◆ Recorded data
* * * * *

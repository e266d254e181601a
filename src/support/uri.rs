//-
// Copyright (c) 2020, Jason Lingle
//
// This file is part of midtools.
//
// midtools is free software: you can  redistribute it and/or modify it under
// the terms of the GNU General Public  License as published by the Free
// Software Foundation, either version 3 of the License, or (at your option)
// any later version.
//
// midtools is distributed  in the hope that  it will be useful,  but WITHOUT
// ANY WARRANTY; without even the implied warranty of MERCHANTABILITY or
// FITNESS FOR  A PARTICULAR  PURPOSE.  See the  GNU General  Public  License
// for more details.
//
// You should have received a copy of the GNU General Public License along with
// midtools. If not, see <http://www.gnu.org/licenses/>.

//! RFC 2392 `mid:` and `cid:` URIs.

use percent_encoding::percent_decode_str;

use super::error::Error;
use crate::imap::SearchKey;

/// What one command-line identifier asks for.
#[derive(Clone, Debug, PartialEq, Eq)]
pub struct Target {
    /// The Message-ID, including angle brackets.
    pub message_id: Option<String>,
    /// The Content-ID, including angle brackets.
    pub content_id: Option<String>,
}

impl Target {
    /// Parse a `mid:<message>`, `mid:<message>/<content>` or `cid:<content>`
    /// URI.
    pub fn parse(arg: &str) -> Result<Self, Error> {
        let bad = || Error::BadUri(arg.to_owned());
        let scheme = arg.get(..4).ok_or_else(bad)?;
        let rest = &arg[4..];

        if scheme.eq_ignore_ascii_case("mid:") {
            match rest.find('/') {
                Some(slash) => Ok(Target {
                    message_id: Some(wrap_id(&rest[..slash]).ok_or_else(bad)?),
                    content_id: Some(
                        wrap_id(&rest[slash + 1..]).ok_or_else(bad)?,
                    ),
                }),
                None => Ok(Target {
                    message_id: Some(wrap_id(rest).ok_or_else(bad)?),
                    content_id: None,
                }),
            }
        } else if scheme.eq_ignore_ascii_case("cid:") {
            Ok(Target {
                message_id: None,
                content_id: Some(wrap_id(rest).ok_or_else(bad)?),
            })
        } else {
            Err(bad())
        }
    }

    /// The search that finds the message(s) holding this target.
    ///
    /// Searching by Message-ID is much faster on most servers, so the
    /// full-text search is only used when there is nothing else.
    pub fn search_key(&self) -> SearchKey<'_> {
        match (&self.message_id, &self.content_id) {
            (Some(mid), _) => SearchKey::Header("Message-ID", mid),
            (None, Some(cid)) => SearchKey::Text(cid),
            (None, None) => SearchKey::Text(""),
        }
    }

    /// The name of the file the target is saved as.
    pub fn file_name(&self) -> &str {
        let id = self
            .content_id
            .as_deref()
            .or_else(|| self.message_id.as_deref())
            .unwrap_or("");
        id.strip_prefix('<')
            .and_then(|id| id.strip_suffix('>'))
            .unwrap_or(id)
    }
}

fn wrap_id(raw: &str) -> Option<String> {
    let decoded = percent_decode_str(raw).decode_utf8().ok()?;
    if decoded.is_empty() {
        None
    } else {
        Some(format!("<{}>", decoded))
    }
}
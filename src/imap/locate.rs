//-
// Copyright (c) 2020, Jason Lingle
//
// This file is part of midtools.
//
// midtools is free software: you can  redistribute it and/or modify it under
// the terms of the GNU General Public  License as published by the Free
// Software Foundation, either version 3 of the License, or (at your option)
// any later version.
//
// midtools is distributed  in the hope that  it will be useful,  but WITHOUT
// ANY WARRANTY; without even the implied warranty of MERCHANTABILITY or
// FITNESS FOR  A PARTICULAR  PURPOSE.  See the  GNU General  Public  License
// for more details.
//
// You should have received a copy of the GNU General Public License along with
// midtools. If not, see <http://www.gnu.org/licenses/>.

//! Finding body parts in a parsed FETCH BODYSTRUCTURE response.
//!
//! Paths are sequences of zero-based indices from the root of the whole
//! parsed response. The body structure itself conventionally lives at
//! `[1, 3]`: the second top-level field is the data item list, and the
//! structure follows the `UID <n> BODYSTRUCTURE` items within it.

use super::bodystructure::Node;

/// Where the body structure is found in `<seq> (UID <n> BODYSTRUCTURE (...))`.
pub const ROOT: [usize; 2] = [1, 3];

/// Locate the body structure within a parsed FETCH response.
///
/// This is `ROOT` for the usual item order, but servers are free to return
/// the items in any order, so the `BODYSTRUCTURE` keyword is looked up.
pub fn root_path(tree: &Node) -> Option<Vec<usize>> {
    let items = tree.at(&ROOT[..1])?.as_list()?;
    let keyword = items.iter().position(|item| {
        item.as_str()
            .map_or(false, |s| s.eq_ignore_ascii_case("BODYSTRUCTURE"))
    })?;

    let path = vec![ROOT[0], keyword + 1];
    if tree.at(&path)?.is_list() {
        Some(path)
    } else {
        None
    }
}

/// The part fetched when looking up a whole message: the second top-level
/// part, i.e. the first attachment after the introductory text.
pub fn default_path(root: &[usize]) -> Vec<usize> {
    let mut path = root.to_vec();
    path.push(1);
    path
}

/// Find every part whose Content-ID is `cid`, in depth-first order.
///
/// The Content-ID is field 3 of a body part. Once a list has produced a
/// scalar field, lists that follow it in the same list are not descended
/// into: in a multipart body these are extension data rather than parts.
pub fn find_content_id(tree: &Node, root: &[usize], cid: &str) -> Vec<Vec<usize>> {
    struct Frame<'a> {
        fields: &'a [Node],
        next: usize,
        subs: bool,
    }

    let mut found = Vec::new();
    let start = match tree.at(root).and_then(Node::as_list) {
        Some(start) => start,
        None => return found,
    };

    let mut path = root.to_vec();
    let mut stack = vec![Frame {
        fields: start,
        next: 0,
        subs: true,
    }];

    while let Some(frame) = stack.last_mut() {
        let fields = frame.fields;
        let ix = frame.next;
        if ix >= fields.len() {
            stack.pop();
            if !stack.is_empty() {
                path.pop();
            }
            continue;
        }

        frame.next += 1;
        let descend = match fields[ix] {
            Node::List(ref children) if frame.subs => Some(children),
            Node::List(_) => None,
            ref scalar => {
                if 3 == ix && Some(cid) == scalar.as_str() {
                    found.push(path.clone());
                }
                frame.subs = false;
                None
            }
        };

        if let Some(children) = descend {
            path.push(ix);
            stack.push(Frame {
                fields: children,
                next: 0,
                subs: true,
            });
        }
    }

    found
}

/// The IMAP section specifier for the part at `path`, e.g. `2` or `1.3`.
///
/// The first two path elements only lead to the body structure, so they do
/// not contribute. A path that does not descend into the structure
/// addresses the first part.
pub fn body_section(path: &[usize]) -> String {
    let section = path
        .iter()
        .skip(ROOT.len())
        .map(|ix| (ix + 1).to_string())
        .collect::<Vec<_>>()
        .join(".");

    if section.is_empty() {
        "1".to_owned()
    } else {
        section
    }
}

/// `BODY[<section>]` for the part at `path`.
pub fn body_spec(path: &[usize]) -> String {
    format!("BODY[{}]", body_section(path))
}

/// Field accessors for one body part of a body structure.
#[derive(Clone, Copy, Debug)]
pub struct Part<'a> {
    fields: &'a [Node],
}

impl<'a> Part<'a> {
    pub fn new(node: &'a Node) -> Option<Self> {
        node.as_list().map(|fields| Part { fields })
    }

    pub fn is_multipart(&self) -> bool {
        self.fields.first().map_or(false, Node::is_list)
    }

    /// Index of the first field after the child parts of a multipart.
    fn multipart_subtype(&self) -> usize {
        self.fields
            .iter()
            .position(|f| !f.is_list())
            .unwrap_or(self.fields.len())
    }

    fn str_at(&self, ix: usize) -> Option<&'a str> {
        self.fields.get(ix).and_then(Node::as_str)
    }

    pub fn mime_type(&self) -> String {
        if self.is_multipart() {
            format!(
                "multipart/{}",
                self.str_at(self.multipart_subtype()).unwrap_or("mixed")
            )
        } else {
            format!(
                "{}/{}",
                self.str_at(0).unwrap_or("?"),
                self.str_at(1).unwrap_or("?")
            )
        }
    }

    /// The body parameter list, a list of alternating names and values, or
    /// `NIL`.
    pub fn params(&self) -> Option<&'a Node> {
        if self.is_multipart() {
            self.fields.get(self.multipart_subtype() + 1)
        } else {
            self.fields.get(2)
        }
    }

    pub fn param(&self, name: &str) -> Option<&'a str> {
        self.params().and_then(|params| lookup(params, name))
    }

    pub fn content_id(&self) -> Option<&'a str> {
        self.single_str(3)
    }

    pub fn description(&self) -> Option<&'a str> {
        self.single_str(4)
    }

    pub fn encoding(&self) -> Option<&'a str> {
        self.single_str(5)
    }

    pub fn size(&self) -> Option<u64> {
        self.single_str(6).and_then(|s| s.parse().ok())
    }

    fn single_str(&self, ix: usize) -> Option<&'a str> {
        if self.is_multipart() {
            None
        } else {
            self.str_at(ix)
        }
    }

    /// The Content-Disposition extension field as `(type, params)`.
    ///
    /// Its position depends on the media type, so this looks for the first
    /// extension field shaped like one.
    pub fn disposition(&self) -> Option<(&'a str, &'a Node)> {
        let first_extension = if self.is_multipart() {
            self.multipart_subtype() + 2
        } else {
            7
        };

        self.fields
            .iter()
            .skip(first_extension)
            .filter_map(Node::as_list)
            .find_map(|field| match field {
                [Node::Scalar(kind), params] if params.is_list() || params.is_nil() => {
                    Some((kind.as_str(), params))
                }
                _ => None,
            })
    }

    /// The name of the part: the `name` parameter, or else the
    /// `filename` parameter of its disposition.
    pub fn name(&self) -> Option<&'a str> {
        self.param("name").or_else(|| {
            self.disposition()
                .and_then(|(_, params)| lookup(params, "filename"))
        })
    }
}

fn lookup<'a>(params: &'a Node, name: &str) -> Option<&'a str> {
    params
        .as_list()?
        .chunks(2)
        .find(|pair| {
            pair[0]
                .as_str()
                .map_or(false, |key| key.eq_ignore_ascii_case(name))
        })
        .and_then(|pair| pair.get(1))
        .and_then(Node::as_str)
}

* * * * *

◆ Description of the task
Would you show each line of the listing above that has the string "second"?

◆ Output below
//! `[1, 3]`: the second top-level field is the data item list, and the
/// The part fetched when looking up a whole message: the second top-level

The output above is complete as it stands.